隊長が雛森を構うのなんて昔からのこと。今更彼が何か突飛なことをしても原因が雛森なら皆納得するほどまでに浸透している。何せ彼は過去の大戦において隊長職を捨ててでも雛森の仇となる者を討つと叫んだ人。死神であることも戦うことも隊長にとっては雛森を近くで護る為に必要な手段にすぎない。もし雛森が死神を辞めてひっそりと暮らすと言えば彼も同じ道を選ぶのだろう。潔く、迷い無く。


「聞いてます?」
「聞いてる聞いてる。それで?」
「……はぁ………。」


雛森は黒い鉛玉のような息を吐いて俯いた。
隊長の想いはそりゃあ重いでしょうよ。
一方的に人生を捧げられれば受け取る方も大変だ。よく解る、よく解るわよ雛森。
半ば絡み酒の様相を醸し出していた雛森は、あたしが大きく頷くと掌の中の御猪口を見つめて一人言のように続ける。


「……この前、日番谷君の汗を拭いてあげたんです。背中は届かないからって…そしたら傷だらけで…酷くて……前より増えてて……。」


雛森の声が濡れていく。


「日番谷君が頑張っているのは知っていたんです……無茶してないといいなって…でも、あたし何も言わなかった……やめてほしいのに言わなかったんです。」



そこは「言えなかった」の間違いだろう。
彼の生き方は雛森が何よりも大事だと公言しているようなもの。そこを否定するのは死ねと言っているも同じだ。
隊長は卍解を完成させて尚、より一層高めるための修行をしている。平素の身体は未だ幼いまま、その負担は想像もつかない。雛森はそれを憂いているのだ。
彼が自らを追いこむのは雛森のため。
危険に飛びこむのも雛森のため。
誇張なく、彼は雛森のために生きているのだ。雛森も解っているから悩んでいる。



「あたしはどうすればいいんでしょうか…。いっそ死神を辞めて瀞霊廷を出て……。」
「…いっしょだと思うわよ?」


手元にあるおしぼりを雛森が目にあてる。あてたまま中々離さないのはもう止まらなくなったからか。

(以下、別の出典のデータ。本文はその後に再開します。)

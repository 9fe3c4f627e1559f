//! Shared fixtures for coordinator tests: a `User` entity, a cache that records
//! calls and injects faults, and a store that can fail or stall inserts.

#![allow(dead_code)]

use regcache::prelude::*;
use std::collections::VecDeque;
use std::sync::Mutex;
use std::sync::atomic::{AtomicUsize, Ordering};
use std::time::Duration;

#[derive(Debug, Clone, PartialEq, Serialize, Deserialize)]
pub struct User {
    pub name: String,
}

impl Entity for User {
    const KIND: &'static str = "user";

    fn validate(&self) -> Result<(), ValidationError> {
        if self.name.trim().is_empty() {
            return Err(ValidationError::field("name", "must not be empty"));
        }
        Ok(())
    }

    fn unique_key(&self) -> Option<String> {
        Some(self.name.clone())
    }
}

pub fn user(name: &str) -> User {
    User {
        name: name.to_string(),
    }
}

#[derive(Debug, Clone, PartialEq, Eq)]
pub enum CacheCall {
    Set(String),
    Get(String),
    Delete(String),
    DeleteByPrefix(String),
}

#[derive(Debug, Clone, Copy, PartialEq, Eq)]
pub enum Fault {
    /// Transient failure, nothing applied
    Unavailable,
    /// Non-retryable failure, nothing applied
    Rejected,
    /// The write is applied but the caller sees a timeout
    AckLost,
    /// The call never completes
    Hang,
}

#[derive(Debug, Default)]
struct Faults {
    queued: Mutex<VecDeque<Fault>>,
    always: Mutex<Option<Fault>>,
}

impl Faults {
    fn next(&self) -> Option<Fault> {
        if let Some(fault) = self.queued.lock().unwrap().pop_front() {
            return Some(fault);
        }
        *self.always.lock().unwrap()
    }
}

/// [`MemoryCache`] that records every call and fails on demand
#[derive(Debug, Default)]
pub struct RecordingCache {
    inner: MemoryCache,
    calls: Mutex<Vec<CacheCall>>,
    set_faults: Faults,
    prefix_faults: Faults,
    get_faults: Faults,
}

impl RecordingCache {
    pub fn new() -> Self {
        Self::default()
    }

    pub fn calls(&self) -> Vec<CacheCall> {
        self.calls.lock().unwrap().clone()
    }

    pub fn write_calls(&self) -> Vec<CacheCall> {
        self.calls()
            .into_iter()
            .filter(|call| !matches!(call, CacheCall::Get(_)))
            .collect()
    }

    pub fn count(&self, wanted: impl Fn(&CacheCall) -> bool) -> usize {
        self.calls.lock().unwrap().iter().filter(|c| wanted(c)).count()
    }

    pub fn clear_calls(&self) {
        self.calls.lock().unwrap().clear();
    }

    pub fn fail_next_sets(&self, fault: Fault, times: usize) {
        self.set_faults.queued.lock().unwrap().extend(std::iter::repeat_n(fault, times));
    }

    pub fn fail_all_sets(&self, fault: Fault) {
        *self.set_faults.always.lock().unwrap() = Some(fault);
    }

    pub fn fail_next_prefix_deletes(&self, fault: Fault, times: usize) {
        self.prefix_faults.queued.lock().unwrap().extend(std::iter::repeat_n(fault, times));
    }

    pub fn fail_all_prefix_deletes(&self, fault: Fault) {
        *self.prefix_faults.always.lock().unwrap() = Some(fault);
    }

    pub fn fail_all_gets(&self, fault: Fault) {
        *self.get_faults.always.lock().unwrap() = Some(fault);
    }

    pub async fn keys(&self) -> Vec<String> {
        self.inner.keys().await
    }

    /// Read through the inner cache without recording a call
    pub async fn peek(&self, key: &str) -> Option<Vec<u8>> {
        self.inner.get(key).await.unwrap()
    }

    /// Write through the inner cache without recording a call
    pub async fn seed(&self, key: &str, value: &[u8]) {
        self.inner.set(key, value, Duration::ZERO).await.unwrap();
    }

    fn record(&self, call: CacheCall) {
        self.calls.lock().unwrap().push(call);
    }
}

async fn fail(fault: Fault) -> CacheError {
    match fault {
        Fault::Unavailable => CacheError::Unavailable("injected outage".into()),
        Fault::Rejected => CacheError::General("injected rejection".into()),
        Fault::AckLost => CacheError::Timeout,
        Fault::Hang => {
            std::future::pending::<()>().await;
            unreachable!()
        }
    }
}

#[async_trait]
impl CacheStore for RecordingCache {
    async fn set(&self, key: &str, value: &[u8], ttl: Duration) -> Result<(), CacheError> {
        self.record(CacheCall::Set(key.to_string()));
        match self.set_faults.next() {
            None => self.inner.set(key, value, ttl).await,
            Some(Fault::AckLost) => {
                self.inner.set(key, value, ttl).await?;
                Err(fail(Fault::AckLost).await)
            }
            Some(fault) => Err(fail(fault).await),
        }
    }

    async fn get(&self, key: &str) -> Result<Option<Vec<u8>>, CacheError> {
        self.record(CacheCall::Get(key.to_string()));
        match self.get_faults.next() {
            None => self.inner.get(key).await,
            Some(fault) => Err(fail(fault).await),
        }
    }

    async fn delete(&self, key: &str) -> Result<bool, CacheError> {
        self.record(CacheCall::Delete(key.to_string()));
        self.inner.delete(key).await
    }

    async fn delete_by_prefix(&self, prefix: &str) -> Result<u64, CacheError> {
        self.record(CacheCall::DeleteByPrefix(prefix.to_string()));
        match self.prefix_faults.next() {
            None => self.inner.delete_by_prefix(prefix).await,
            Some(Fault::AckLost) => {
                self.inner.delete_by_prefix(prefix).await?;
                Err(fail(Fault::AckLost).await)
            }
            Some(fault) => Err(fail(fault).await),
        }
    }
}

#[derive(Debug, Clone, Copy, PartialEq, Eq)]
pub enum InsertFailure {
    Validation,
    Conflict,
    Unavailable,
    Internal,
}

impl InsertFailure {
    pub const ALL: [InsertFailure; 4] = [
        InsertFailure::Validation,
        InsertFailure::Conflict,
        InsertFailure::Unavailable,
        InsertFailure::Internal,
    ];

    fn error(self) -> PersistError {
        match self {
            InsertFailure::Validation => PersistError::Validation("bad input".into()),
            InsertFailure::Conflict => PersistError::Conflict {
                kind: "user".into(),
                detail: "duplicate".into(),
            },
            InsertFailure::Unavailable => PersistError::Unavailable("db down".into()),
            InsertFailure::Internal => PersistError::Internal("bug".into()),
        }
    }
}

/// [`MemoryStore`] with injectable insert failures and latency
#[derive(Debug)]
pub struct ScriptedStore {
    inner: MemoryStore<User>,
    failure: Mutex<Option<InsertFailure>>,
    insert_delay: Mutex<Duration>,
    inserts: AtomicUsize,
    gets: AtomicUsize,
    lists: AtomicUsize,
}

impl ScriptedStore {
    /// Store assigning ids `u1`, `u2`, ...
    pub fn new() -> Self {
        Self {
            inner: MemoryStore::sequential("u").unwrap(),
            failure: Mutex::new(None),
            insert_delay: Mutex::new(Duration::ZERO),
            inserts: AtomicUsize::new(0),
            gets: AtomicUsize::new(0),
            lists: AtomicUsize::new(0),
        }
    }

    pub fn failing(failure: InsertFailure) -> Self {
        let store = Self::new();
        *store.failure.lock().unwrap() = Some(failure);
        store
    }

    pub fn with_insert_delay(self, delay: Duration) -> Self {
        *self.insert_delay.lock().unwrap() = delay;
        self
    }

    pub fn inserts(&self) -> usize {
        self.inserts.load(Ordering::SeqCst)
    }

    pub fn gets(&self) -> usize {
        self.gets.load(Ordering::SeqCst)
    }

    pub fn lists(&self) -> usize {
        self.lists.load(Ordering::SeqCst)
    }

    pub async fn len(&self) -> usize {
        self.inner.len().await
    }
}

#[async_trait]
impl PersistenceStore<User> for ScriptedStore {
    async fn insert(&self, entity: User) -> Result<Record<User>, PersistError> {
        self.inserts.fetch_add(1, Ordering::SeqCst);
        let delay = *self.insert_delay.lock().unwrap();
        if !delay.is_zero() {
            tokio::time::sleep(delay).await;
        }
        let failure = *self.failure.lock().unwrap();
        if let Some(failure) = failure {
            return Err(failure.error());
        }
        self.inner.insert(entity).await
    }

    async fn get_by_id(&self, id: &EntityId) -> Result<Option<Record<User>>, PersistError> {
        self.gets.fetch_add(1, Ordering::SeqCst);
        self.inner.get_by_id(id).await
    }

    async fn list(&self, query: &ListQuery) -> Result<Vec<Record<User>>, PersistError> {
        self.lists.fetch_add(1, Ordering::SeqCst);
        self.inner.list(query).await
    }
}

/// Retry policy without jitter so paused-clock tests are deterministic
pub fn fast_retry(max_attempts: u32) -> RetryPolicy {
    RetryPolicy::new(max_attempts)
        .with_initial_delay(Duration::from_millis(10))
        .with_max_delay(Duration::from_millis(40))
        .with_jitter(false)
}

pub fn decode_user(bytes: &[u8]) -> Record<User> {
    regcache::cache_system::codec::decode(bytes).unwrap()
}

pub fn init_tracing() {
    let _ = tracing_subscriber::fmt()
        .with_env_filter(tracing_subscriber::EnvFilter::from_default_env())
        .with_test_writer()
        .try_init();
}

緩やかな成長と共に二人の間に新たな感情が芽生えたから余計に厄介なのかもしれない。誰だって愛する人には元気でいてほしい。
あたしには贅沢な悩みでしかない雛森の悩み。もしあいつが生きてたら、あたしも同様に悩んでいたかもしれない。やめてと言ってもやめないだろうし一緒に戦うのも許してくれない。泣いても喚いてもそこは引いてくれないのだ。そんな相手にあたしは手をこまねいて、時間だけが無駄に過ぎて。


ごめんね、雛森。あたしあんたに有効な助言、してあげられそうにない。
もっと言葉を交わせば良かった。避けられても追いかけて捩じ伏せて、無理矢理にでも様々な思いを聞きだせば良かった。後悔は尽きないけれど、不思議と思い出の中のギンはいつも笑っている。



「…雛森、隊長のこと好き?」
「……は、はい……………?」
「じゃああんたは一生隊長におんぶしてもらって、背中で笑ってりゃいいのよ。」
「???」





どうせ何を言ったってききゃしないんだから諦めなさい。
好きな女を護って死ねりゃ、きっと幸せな人生なんでしょうよ。